> [Work to complete] Go through the data and tally the lines that include "health". The reply is that number alone.

[Stored data]
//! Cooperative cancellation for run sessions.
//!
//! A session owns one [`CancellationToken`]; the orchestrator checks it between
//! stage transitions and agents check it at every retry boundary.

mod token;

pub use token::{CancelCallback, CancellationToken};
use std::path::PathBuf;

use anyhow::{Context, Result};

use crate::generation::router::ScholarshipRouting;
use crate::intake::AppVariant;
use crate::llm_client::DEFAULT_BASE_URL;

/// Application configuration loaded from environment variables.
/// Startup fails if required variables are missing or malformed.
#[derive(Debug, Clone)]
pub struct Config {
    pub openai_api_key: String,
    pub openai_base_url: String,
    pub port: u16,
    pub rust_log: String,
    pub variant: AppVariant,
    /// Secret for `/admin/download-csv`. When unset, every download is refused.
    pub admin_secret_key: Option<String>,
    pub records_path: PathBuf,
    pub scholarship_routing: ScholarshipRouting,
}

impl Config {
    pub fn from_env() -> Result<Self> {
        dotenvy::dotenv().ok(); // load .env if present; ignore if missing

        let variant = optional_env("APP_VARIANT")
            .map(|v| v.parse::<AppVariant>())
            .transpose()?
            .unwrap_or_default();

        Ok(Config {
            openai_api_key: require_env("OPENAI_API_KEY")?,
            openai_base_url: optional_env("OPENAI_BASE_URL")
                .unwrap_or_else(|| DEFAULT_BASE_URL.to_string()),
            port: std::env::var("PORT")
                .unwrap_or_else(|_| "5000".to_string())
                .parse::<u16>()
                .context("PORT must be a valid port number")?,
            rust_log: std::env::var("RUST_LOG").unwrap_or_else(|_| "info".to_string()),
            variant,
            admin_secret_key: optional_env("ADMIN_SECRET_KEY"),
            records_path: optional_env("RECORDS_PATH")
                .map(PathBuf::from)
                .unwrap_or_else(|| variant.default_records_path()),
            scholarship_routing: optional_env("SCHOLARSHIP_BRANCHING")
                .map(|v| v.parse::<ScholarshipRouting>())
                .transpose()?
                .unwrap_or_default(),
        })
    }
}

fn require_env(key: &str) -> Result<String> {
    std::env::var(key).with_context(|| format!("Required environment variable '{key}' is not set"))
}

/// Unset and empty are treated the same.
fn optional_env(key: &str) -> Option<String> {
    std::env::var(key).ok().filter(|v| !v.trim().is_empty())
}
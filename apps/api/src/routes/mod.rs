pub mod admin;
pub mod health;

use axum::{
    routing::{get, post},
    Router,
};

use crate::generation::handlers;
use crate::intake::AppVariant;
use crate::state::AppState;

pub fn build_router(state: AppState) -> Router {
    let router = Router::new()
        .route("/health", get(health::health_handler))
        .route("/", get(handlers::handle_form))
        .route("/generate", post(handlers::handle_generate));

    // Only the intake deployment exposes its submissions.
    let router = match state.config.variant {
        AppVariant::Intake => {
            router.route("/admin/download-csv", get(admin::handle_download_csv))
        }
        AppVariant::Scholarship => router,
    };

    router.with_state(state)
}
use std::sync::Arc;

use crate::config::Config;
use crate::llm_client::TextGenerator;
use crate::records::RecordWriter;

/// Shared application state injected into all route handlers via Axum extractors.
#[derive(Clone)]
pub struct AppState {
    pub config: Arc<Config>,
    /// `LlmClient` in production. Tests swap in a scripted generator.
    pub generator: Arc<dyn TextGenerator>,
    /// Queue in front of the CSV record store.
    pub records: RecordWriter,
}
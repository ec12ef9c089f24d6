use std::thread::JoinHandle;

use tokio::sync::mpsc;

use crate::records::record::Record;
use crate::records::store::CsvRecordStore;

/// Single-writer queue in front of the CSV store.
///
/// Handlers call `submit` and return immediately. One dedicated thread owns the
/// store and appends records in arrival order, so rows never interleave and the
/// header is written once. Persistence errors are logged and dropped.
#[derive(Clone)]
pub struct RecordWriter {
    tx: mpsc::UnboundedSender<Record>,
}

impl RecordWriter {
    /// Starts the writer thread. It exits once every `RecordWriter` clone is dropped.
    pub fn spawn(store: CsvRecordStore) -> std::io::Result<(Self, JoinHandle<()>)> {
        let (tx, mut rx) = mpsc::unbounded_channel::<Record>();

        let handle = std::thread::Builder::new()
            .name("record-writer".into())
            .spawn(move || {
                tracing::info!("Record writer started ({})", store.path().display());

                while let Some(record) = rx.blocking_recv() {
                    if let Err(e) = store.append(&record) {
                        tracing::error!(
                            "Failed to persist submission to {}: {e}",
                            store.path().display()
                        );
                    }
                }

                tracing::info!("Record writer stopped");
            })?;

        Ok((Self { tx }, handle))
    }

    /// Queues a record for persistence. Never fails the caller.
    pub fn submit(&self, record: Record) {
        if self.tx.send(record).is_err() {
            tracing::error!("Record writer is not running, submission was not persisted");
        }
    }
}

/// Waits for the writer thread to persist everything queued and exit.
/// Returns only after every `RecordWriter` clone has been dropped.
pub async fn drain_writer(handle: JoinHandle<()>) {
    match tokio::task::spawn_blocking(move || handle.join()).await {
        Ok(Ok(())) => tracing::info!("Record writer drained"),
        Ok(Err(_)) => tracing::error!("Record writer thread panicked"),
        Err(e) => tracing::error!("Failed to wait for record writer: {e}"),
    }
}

> [The completed task] 2